### [DIRECTIONS]
From the first line of the entries below to the line with "changes by target status", give each line again exactly.

### [RECORDS FOR THE EXERCISE]

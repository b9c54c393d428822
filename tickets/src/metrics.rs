//! Business metrics for waste tracking.
//!
//! # Exported Metrics
//!
//! ## Counters
//! - `wastetrack_tickets_created_total` - Tickets created
//! - `wastetrack_status_transitions_total{status}` - Applied status changes by target status
//! - `wastetrack_updates_ignored_total{reason}` - Status updates that changed nothing
//! - `wastetrack_points_awarded_total{milestone}` - Eco points credited
//! - `wastetrack_code_image_failures_total` - Tickets created with an empty code image
//! - `wastetrack_waste_id_collisions_total` - Generated waste ids that were already taken
//! - `wastetrack_validation_failures_total` - Rejected commands
//! - `wastetrack_snapshot_restore_failures_total{reason}` - Snapshots that could not be restored
//! - `wastetrack_classifications_total{outcome}` - Classification requests by outcome

use metrics::describe_counter;

/// Initialize and register all business metrics descriptions.
///
/// This should be called once at application startup, before any metrics are recorded.
pub fn register_business_metrics() {
    describe_counter!("wastetrack_tickets_created_total", "Total number of waste tickets created");
    describe_counter!(
        "wastetrack_status_transitions_total",
        "Status changes applied to tickets, by target status"
    );
    describe_counter!(
        "wastetrack_updates_ignored_total",
        "Status updates ignored (unknown_ticket, backward, unchanged)"
    );
    describe_counter!(
        "wastetrack_points_awarded_total",
        "Eco points credited to citizens, by milestone"
    );
    describe_counter!(
        "wastetrack_code_image_failures_total",
        "Tickets whose code image could not be generated"
    );
    describe_counter!(
        "wastetrack_waste_id_collisions_total",
        "Generated waste ids discarded because they were already issued"
    );
    describe_counter!(
        "wastetrack_validation_failures_total",
        "Commands rejected by validation"
    );
    describe_counter!(
        "wastetrack_snapshot_restore_failures_total",
        "Startup snapshot restores that fell back to an empty state"
    );
    describe_counter!(
        "wastetrack_classifications_total",
        "Classification requests by outcome (detected, unavailable, failed)"
    );

    tracing::info!("Business metrics registered");
}
//! Integration tests for `ClassifierClient` against a mock HTTP service

#![allow(clippy::unwrap_used, clippy::expect_used, clippy::panic)] // Test code can use unwrap/expect/panic

use serde_json::json;
use std::time::Duration;
use wastetrack_classifier::{
    Classified, Classifier, ClassifierClient, ClassifierError, ImageUpload, WasteCategory,
};
use wiremock::matchers::{header_regex, method, path};
use wiremock::{Mock, MockServer, ResponseTemplate};

fn upload() -> ImageUpload {
    ImageUpload::jpeg(vec![0xFF, 0xD8, 0xFF, 0xE0, 0x00, 0x10])
}

async fn client_for(server: &MockServer) -> ClassifierClient {
    ClassifierClient::with_timeout(
        format!("{}/classify-image", server.uri()),
        Duration::from_secs(2),
    )
    .unwrap()
}

#[tokio::test]
async fn detected_classification_is_returned() {
    let server = MockServer::start().await;
    Mock::given(method("POST"))
        .and(path("/classify-image"))
        .and(header_regex("content-type", "^multipart/form-data"))
        .respond_with(ResponseTemplate::new(200).set_body_json(json!({
            "classification": {"plastic": 2, "glass": 0, "metal": 1}
        })))
        .expect(1)
        .mount(&server)
        .await;

    let result = client_for(&server).await.classify(upload()).await.unwrap();

    let Classified::Detected(classification) = result else {
        panic!("expected a classification, got {result:?}");
    };
    assert_eq!(classification.get(WasteCategory::Plastic), 2);
    assert_eq!(classification.get(WasteCategory::Metal), 1);
}

#[tokio::test]
async fn upload_is_sent_as_file_field() {
    let server = MockServer::start().await;
    Mock::given(method("POST"))
        .and(path("/classify-image"))
        .respond_with(ResponseTemplate::new(200).set_body_json(json!({"classification": {}})))
        .mount(&server)
        .await;

    client_for(&server).await.classify(upload()).await.unwrap();

    let requests = server.received_requests().await.unwrap();
    assert_eq!(requests.len(), 1);
    let body = String::from_utf8_lossy(&requests[0].body);
    assert!(body.contains("name=\"file\""));
    assert!(body.contains("filename=\"waste.jpg\""));
    assert!(body.contains("image/jpeg"));
}

#[tokio::test]
async fn error_status_is_unavailable() {
    let server = MockServer::start().await;
    Mock::given(method("POST"))
        .respond_with(ResponseTemplate::new(500).set_body_string("model not loaded"))
        .mount(&server)
        .await;

    let result = client_for(&server).await.classify(upload()).await.unwrap();
    assert_eq!(result, Classified::Unavailable);
}

#[tokio::test]
async fn missing_field_is_unavailable() {
    let server = MockServer::start().await;
    Mock::given(method("POST"))
        .respond_with(ResponseTemplate::new(200).set_body_json(json!({"labels": ["plastic"]})))
        .mount(&server)
        .await;

    let result = client_for(&server).await.classify(upload()).await.unwrap();
    assert_eq!(result, Classified::Unavailable);
}

#[tokio::test]
async fn malformed_counts_are_unavailable() {
    let server = MockServer::start().await;
    Mock::given(method("POST"))
        .respond_with(
            ResponseTemplate::new(200).set_body_json(json!({"classification": {"plastic": -3}})),
        )
        .mount(&server)
        .await;

    let result = client_for(&server).await.classify(upload()).await.unwrap();
    assert_eq!(result, Classified::Unavailable);
}

#[tokio::test]
async fn non_json_body_is_unavailable() {
    let server = MockServer::start().await;
    Mock::given(method("POST"))
        .respond_with(ResponseTemplate::new(200).set_body_string("<html>oops</html>"))
        .mount(&server)
        .await;

    let result = client_for(&server).await.classify(upload()).await.unwrap();
    assert_eq!(result, Classified::Unavailable);
}

#[tokio::test]
async fn unreachable_service_is_an_error() {
    let server = MockServer::start().await;
    let url = format!("{}/classify-image", server.uri());
    drop(server);

    let client = ClassifierClient::with_timeout(url, Duration::from_secs(2)).unwrap();
    let result = client.classify(upload()).await;
    assert!(matches!(result, Err(ClassifierError::RequestFailed(_))));
}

### [YOUR RESPONSE]
repository b9c54c393d428822
filename tickets/src/metrics.rs
//! Business metrics for waste tracking.
//!
//! # Exported Metrics
//!
//! ## Counters
//! - `wastetrack_tickets_created_total` - Tickets created
//! - `wastetrack_status_transitions_total{status}` - Applied status changes by target status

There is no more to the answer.